RECORDS PROVIDED Start Marker

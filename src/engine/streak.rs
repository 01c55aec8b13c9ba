//! The streak/penalty state machine: advance on maintained days, penalize
//! (or spend a freeze) on missed ones, redeem penalties on long streaks.

use chrono::{Days, NaiveDate};
use tracing::{debug, instrument, warn};

use crate::constants::{AT_RISK_HOUR, HISTORY_WINDOW_DAYS, REDEEM_STREAK_DAYS};
use crate::database::models::{Profile, ProfilePatch, StreakHistoryEntry, UserId};
use crate::database::Store;
use crate::error::{EngineError, Entity};
use crate::formulas;

use super::Engine;

/// Streak summary for display: the profile counters, the derived formula
/// values, the last week of history (newest first), and the two day-state
/// flags.
#[derive(Debug, Clone)]
pub struct StreakInfo {
    pub current_streak: i32,
    pub longest_streak: i32,
    pub multiplier: f64,
    pub penalty_points: i32,
    pub penalty_reduction: f64,
    pub streak_freeze_available: i32,
    pub weekly_history: Vec<StreakHistoryEntry>,
    pub is_at_risk: bool,
    pub today_completed: bool,
}

/// Outcome of a missed-day evaluation.
#[derive(Debug, Clone, PartialEq, Eq)]
pub enum PenaltyOutcome {
    /// Yesterday has no history entry, or it was maintained.
    NoMissedDay,
    /// Yesterday was already evaluated; nothing changed.
    AlreadyEvaluated,
    /// A freeze credit absorbed the miss; the streak survives.
    FreezeConsumed { remaining: i32 },
    /// The streak reset and a penalty point was added.
    PenaltyApplied { penalty_points: i32, streak_lost: i32 },
}

/// Outcome of a penalty redemption attempt.
#[derive(Debug, Clone, PartialEq, Eq)]
pub enum RedeemOutcome {
    Redeemed { penalty_points: i32 },
    NotEligible,
}

impl<S: Store> Engine<S> {
    /// Read-only streak summary. The at-risk flag is derived from the local
    /// hour and carries no state transition.
    pub async fn streak_info(&self, user_id: UserId) -> Result<StreakInfo, EngineError> {
        let profile = self
            .store()
            .get_profile(user_id)
            .await?
            .ok_or(EngineError::NotFound(Entity::Profile))?;

        let today = self.clock().today();
        let from = today
            .checked_sub_days(Days::new(HISTORY_WINDOW_DAYS))
            .unwrap_or(today);
        let weekly_history = self.store().get_history(user_id, from, today).await?;

        let today_completed = weekly_history
            .iter()
            .find(|h| h.date == today)
            .map(|h| h.streak_maintained)
            .unwrap_or(false);
        let is_at_risk = self.clock().hour() >= AT_RISK_HOUR && !today_completed;

        Ok(StreakInfo {
            current_streak: profile.current_streak,
            longest_streak: profile.longest_streak,
            multiplier: formulas::multiplier(profile.current_streak),
            penalty_points: profile.penalty_points,
            penalty_reduction: formulas::penalty_reduction(profile.penalty_points),
            streak_freeze_available: profile.streak_freeze_available,
            weekly_history,
            is_at_risk,
            today_completed,
        })
    }

    /// Evaluates yesterday for a missed day. Triggered by client activity,
    /// not a timer, so it must be safe to run late, repeatedly, or not at
    /// all: it only ever looks at yesterday, and `last_penalty_date` makes
    /// re-runs no-ops. A skipped day defers the penalty without compounding.
    #[instrument(skip(self))]
    pub async fn evaluate_missed_day(&self, user_id: UserId) -> Result<PenaltyOutcome, EngineError> {
        let lock = self.user_lock(user_id).await;
        let _guard = lock.lock().await;

        let today = self.clock().today();
        let Some(yesterday) = today.pred_opt() else {
            return Ok(PenaltyOutcome::NoMissedDay);
        };

        let profile = self
            .store()
            .get_profile(user_id)
            .await?
            .ok_or(EngineError::NotFound(Entity::Profile))?;
        let missed = self
            .store()
            .get_history(user_id, yesterday, yesterday)
            .await?
            .into_iter()
            .next()
            .is_some_and(|entry| !entry.streak_maintained);
        if !missed {
            return Ok(PenaltyOutcome::NoMissedDay);
        }
        if profile.last_penalty_date == Some(yesterday) {
            return Ok(PenaltyOutcome::AlreadyEvaluated);
        }

        if profile.streak_freeze_available > 0 {
            // The freeze branch stamps last_penalty_date too; otherwise a
            // second evaluation the same day would burn another credit.
            let remaining = profile.streak_freeze_available - 1;
            self.store()
                .update_profile(
                    user_id,
                    ProfilePatch {
                        streak_freeze_available: Some(remaining),
                        last_penalty_date: Some(yesterday),
                        ..Default::default()
                    },
                )
                .await?;
            debug!(target: "engine.streak", user_id, remaining, "freeze credit consumed");
            return Ok(PenaltyOutcome::FreezeConsumed { remaining });
        }

        let penalty_points = formulas::clamp_penalty_points(profile.penalty_points + 1);
        self.store()
            .update_profile(
                user_id,
                ProfilePatch {
                    current_streak: Some(0),
                    penalty_points: Some(penalty_points),
                    last_penalty_date: Some(yesterday),
                    ..Default::default()
                },
            )
            .await?;
        warn!(
            target: "engine.streak",
            user_id,
            penalty_points,
            streak_lost = profile.current_streak,
            "missed day penalty applied"
        );
        Ok(PenaltyOutcome::PenaltyApplied {
            penalty_points,
            streak_lost: profile.current_streak,
        })
    }

    /// Redeems one penalty point. Caller-invoked: eligible whenever the
    /// streak is at least seven days and points remain, removing a single
    /// point per call.
    #[instrument(skip(self))]
    pub async fn redeem_penalty_point(&self, user_id: UserId) -> Result<RedeemOutcome, EngineError> {
        let lock = self.user_lock(user_id).await;
        let _guard = lock.lock().await;

        let profile = self
            .store()
            .get_profile(user_id)
            .await?
            .ok_or(EngineError::NotFound(Entity::Profile))?;
        if profile.current_streak < REDEEM_STREAK_DAYS || profile.penalty_points == 0 {
            return Ok(RedeemOutcome::NotEligible);
        }

        let penalty_points = profile.penalty_points - 1;
        self.store()
            .update_profile(
                user_id,
                ProfilePatch {
                    penalty_points: Some(penalty_points),
                    ..Default::default()
                },
            )
            .await?;
        debug!(target: "engine.streak", user_id, penalty_points, "penalty point redeemed");
        Ok(RedeemOutcome::Redeemed { penalty_points })
    }

    /// Bumps the streak for a newly maintained day and records the day so it
    /// cannot advance twice.
    pub(crate) async fn advance_streak(
        &self,
        profile: &Profile,
        today: NaiveDate,
    ) -> Result<i32, EngineError> {
        let new_streak = profile.current_streak + 1;
        self.store()
            .update_profile(
                profile.user_id,
                ProfilePatch {
                    current_streak: Some(new_streak),
                    longest_streak: Some(profile.longest_streak.max(new_streak)),
                    last_quest_date: Some(today),
                    ..Default::default()
                },
            )
            .await?;
        debug!(
            target: "engine.streak",
            user_id = profile.user_id,
            streak = new_streak,
            "streak advanced"
        );
        Ok(new_streak)
    }
}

RECORDS PROVIDED End Marker

Reproduce every entry above so that each one matches its source exactly.

* _ANSWER FOR THIS EXERCISE_
filename src/engine/streak.rs
repository 01c55aec8b13c9ba
//! The streak/penalty state machine: advance on maintained days, penalize
//! (or spend a freeze) on missed ones, redeem penalties on long streaks.

use chrono::{Days, NaiveDate};
use tracing::{debug, instrument, warn};

use crate::constants::{AT_RISK_HOUR, HISTORY_WINDOW_DAYS, REDEEM_STREAK_DAYS};
use crate::database::models::{Profile, ProfilePatch, StreakHistoryEntry, UserId};
use crate::database::Store;
use crate::error::{EngineError, Entity};
use crate::formulas;

use super::Engine;

/// Streak summary for display: the profile counters, the derived formula
/// values, the last week of history (newest first), and the two day-state
/// flags.
#[derive(Debug, Clone)]
pub struct StreakInfo {
    pub current_streak: i32,
    pub longest_streak: i32,
    pub multiplier: f64,
    pub penalty_points: i32,
    pub penalty_reduction: f64,
    pub streak_freeze_available: i32,
    pub weekly_history: Vec<StreakHistoryEntry>,
    pub is_at_risk: bool,
    pub today_completed: bool,
}

/// Outcome of a missed-day evaluation.
#[derive(Debug, Clone, PartialEq, Eq)]
pub enum PenaltyOutcome {
    /// Yesterday has no history entry, or it was maintained.
    NoMissedDay,
    /// Yesterday was already evaluated; nothing changed.
    AlreadyEvaluated,
    /// A freeze credit absorbed the miss; the streak survives.
    FreezeConsumed { remaining: i32 },
    /// The streak reset and a penalty point was added.
    PenaltyApplied { penalty_points: i32, streak_lost: i32 },
}

/// Outcome of a penalty redemption attempt.
#[derive(Debug, Clone, PartialEq, Eq)]
pub enum RedeemOutcome {
    Redeemed { penalty_points: i32 },
    NotEligible,
}

impl<S: Store> Engine<S> {
    /// Read-only streak summary. The at-risk flag is derived from the local
    /// hour and carries no state transition.
    pub async fn streak_info(&self, user_id: UserId) -> Result<StreakInfo, EngineError> {
        let profile = self
            .store()
            .get_profile(user_id)
            .await?
            .ok_or(EngineError::NotFound(Entity::Profile))?;

        let today = self.clock().today();
        let from = today
            .checked_sub_days(Days::new(HISTORY_WINDOW_DAYS))
            .unwrap_or(today);
        let weekly_history = self.store().get_history(user_id, from, today).await?;

        let today_completed = weekly_history
            .iter()
            .find(|h| h.date == today)
            .map(|h| h.streak_maintained)
            .unwrap_or(false);
        let is_at_risk = self.clock().hour() >= AT_RISK_HOUR && !today_completed;

        Ok(StreakInfo {
            current_streak: profile.current_streak,
            longest_streak: profile.longest_streak,
            multiplier: formulas::multiplier(profile.current_streak),
            penalty_points: profile.penalty_points,
            penalty_reduction: formulas::penalty_reduction(profile.penalty_points),
            streak_freeze_available: profile.streak_freeze_available,
            weekly_history,
            is_at_risk,
            today_completed,
        })
    }

    /// Evaluates yesterday for a missed day. Triggered by client activity,
    /// not a timer, so it must be safe to run late, repeatedly, or not at
    /// all: it only ever looks at yesterday, and `last_penalty_date` makes
    /// re-runs no-ops. A skipped day defers the penalty without compounding.
    #[instrument(skip(self))]
    pub async fn evaluate_missed_day(&self, user_id: UserId) -> Result<PenaltyOutcome, EngineError> {
        let lock = self.user_lock(user_id).await;
        let _guard = lock.lock().await;

        let today = self.clock().today();
        let Some(yesterday) = today.pred_opt() else {
            return Ok(PenaltyOutcome::NoMissedDay);
        };

        let profile = self
            .store()
            .get_profile(user_id)
            .await?
            .ok_or(EngineError::NotFound(Entity::Profile))?;
        let missed = self
            .store()
            .get_history(user_id, yesterday, yesterday)
            .await?
            .into_iter()
            .next()
            .is_some_and(|entry| !entry.streak_maintained);
        if !missed {
            return Ok(PenaltyOutcome::NoMissedDay);
        }
        if profile.last_penalty_date == Some(yesterday) {
            return Ok(PenaltyOutcome::AlreadyEvaluated);
        }

        if profile.streak_freeze_available > 0 {
            // The freeze branch stamps last_penalty_date too; otherwise a
            // second evaluation the same day would burn another credit.
            let remaining = profile.streak_freeze_available - 1;
            self.store()
                .update_profile(
                    user_id,
                    ProfilePatch {
                        streak_freeze_available: Some(remaining),
                        last_penalty_date: Some(yesterday),
                        ..Default::default()
                    },
                )
                .await?;
            debug!(target: "engine.streak", user_id, remaining, "freeze credit consumed");
            return Ok(PenaltyOutcome::FreezeConsumed { remaining });
        }

        let penalty_points = formulas::clamp_penalty_points(profile.penalty_points + 1);
        self.store()
            .update_profile(
                user_id,
                ProfilePatch {
                    current_streak: Some(0),
                    penalty_points: Some(penalty_points),
                    last_penalty_date: Some(yesterday),
                    ..Default::default()
                },
            )
            .await?;
        warn!(
            target: "engine.streak",
            user_id,
            penalty_points,
            streak_lost = profile.current_streak,
            "missed day penalty applied"
        );
        Ok(PenaltyOutcome::PenaltyApplied {
            penalty_points,
            streak_lost: profile.current_streak,
        })
    }

    /// Redeems one penalty point. Caller-invoked: eligible whenever the
    /// streak is at least seven days and points remain, removing a single
    /// point per call.
    #[instrument(skip(self))]
    pub async fn redeem_penalty_point(&self, user_id: UserId) -> Result<RedeemOutcome, EngineError> {
        let lock = self.user_lock(user_id).await;
        let _guard = lock.lock().await;

        let profile = self
            .store()
            .get_profile(user_id)
            .await?
            .ok_or(EngineError::NotFound(Entity::Profile))?;
        if profile.current_streak < REDEEM_STREAK_DAYS || profile.penalty_points == 0 {
            return Ok(RedeemOutcome::NotEligible);
        }

        let penalty_points = profile.penalty_points - 1;
        self.store()
            .update_profile(
                user_id,
                ProfilePatch {
                    penalty_points: Some(penalty_points),
                    ..Default::default()
                },
            )
            .await?;
        debug!(target: "engine.streak", user_id, penalty_points, "penalty point redeemed");
        Ok(RedeemOutcome::Redeemed { penalty_points })
    }

    /// Bumps the streak for a newly maintained day and records the day so it
    /// cannot advance twice.
    pub(crate) async fn advance_streak(
        &self,
        profile: &Profile,
        today: NaiveDate,
    ) -> Result<i32, EngineError> {
        let new_streak = profile.current_streak + 1;
        self.store()
            .update_profile(
                profile.user_id,
                ProfilePatch {
                    current_streak: Some(new_streak),
                    longest_streak: Some(profile.longest_streak.max(new_streak)),
                    last_quest_date: Some(today),
                    ..Default::default()
                },
            )
            .await?;
        debug!(
            target: "engine.streak",
            user_id = profile.user_id,
            streak = new_streak,
            "streak advanced"
        );
        Ok(new_streak)
    }
}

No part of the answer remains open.